IS-Anhänger liebäugelte mit Ausreise in IS-Gebiet
Der Jugendliche soll in sozialen Netzwerken mehrfach Inhalte geteilt haben, die dem „Islamischen Staat“ (IS) zugeordnet werden. Dadurch wurden die Sicherheitsbehörden auf ihn aufmerksam. Im Zuge der Ermittlungen verdichteten sich Hinweise auf Anschlagspläne gegen Polizeikräfte in Österreich. „Auch eine Ausreise in ein vom IS kontrolliertes Gebiet wurde von ihm in Erwägung gezogen“, hieß es aus dem Innenministerium.
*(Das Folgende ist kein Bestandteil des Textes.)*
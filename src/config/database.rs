//! Configuración de base de datos
//!
//! Este módulo maneja la conexión y configuración de PostgreSQL con SQLx.

use anyhow::{Context, Result};
use sqlx::postgres::{PgPool, PgPoolOptions};
use std::time::Duration;

/// Configuración de la base de datos
#[derive(Debug, Clone)]
pub struct DatabaseConfig {
    pub url: String,
    pub max_connections: u32,
    pub min_connections: u32,
    pub acquire_timeout: Duration,
    pub idle_timeout: Duration,
    pub max_lifetime: Duration,
}

impl DatabaseConfig {
    pub fn new(url: impl Into<String>) -> Self {
        Self {
            url: url.into(),
            max_connections: 20,
            min_connections: 5,
            acquire_timeout: Duration::from_secs(30),
            idle_timeout: Duration::from_secs(300),
            max_lifetime: Duration::from_secs(3600),
        }
    }

    /// Leer DATABASE_URL y los límites del pool del entorno
    pub fn from_env() -> Result<Self> {
        let url = std::env::var("DATABASE_URL").context("DATABASE_URL must be set")?;
        let mut config = Self::new(url);

        if let Ok(max) = std::env::var("DATABASE_MAX_CONNECTIONS") {
            config.max_connections = max
                .parse()
                .context("DATABASE_MAX_CONNECTIONS must be a valid number")?;
        }
        if let Ok(min) = std::env::var("DATABASE_MIN_CONNECTIONS") {
            config.min_connections = min
                .parse()
                .context("DATABASE_MIN_CONNECTIONS must be a valid number")?;
        }
        config.min_connections = config.min_connections.min(config.max_connections);

        Ok(config)
    }

    /// Crear un nuevo pool de conexiones
    pub async fn create_pool(&self) -> Result<PgPool, sqlx::Error> {
        PgPoolOptions::new()
            .max_connections(self.max_connections)
            .min_connections(self.min_connections)
            .acquire_timeout(self.acquire_timeout)
            .idle_timeout(self.idle_timeout)
            .max_lifetime(self.max_lifetime)
            .connect(&self.url)
            .await
    }

    /// URL con las credenciales enmascaradas, para logs
    pub fn masked_url(&self) -> String {
        mask_database_url(&self.url)
    }
}

/// Función helper para enmascarar la URL de la base de datos en logs
fn mask_database_url(url: &str) -> String {
    match (url.find("://"), url.rfind('@')) {
        (Some(scheme_end), Some(at_pos)) if at_pos > scheme_end => {
            format!("{}***:***@{}", &url[..scheme_end + 3], &url[at_pos + 1..])
        }
        _ => url.to_string(),
    }
}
Propagandamaterial sichergestellt
Eine gerichtlich angeordnete Durchsuchung seiner Wohnung führte zur Sicherstellung umfangreicher Beweise, darunter elektronische Geräte und Datenträger. Auf dem Mobiltelefon fanden sich Propagandavideos und selbstgedrehte Videos, in einem davon soll der Verdächtige dem IS die Treue schwören. Vergleiche zu früheren Fällen zeigen laut DSN Parallelen zu anderen verhinderten Anschlägen, etwa im Sommer 2024 rund um die Taylor-Swift-Konzerte in Wien. Der Beschuldigte zeige eine „stark islamistisch-ideologische Radikalisierung“. Die Auswertung des Beweismaterials ist weiterhin im Gang.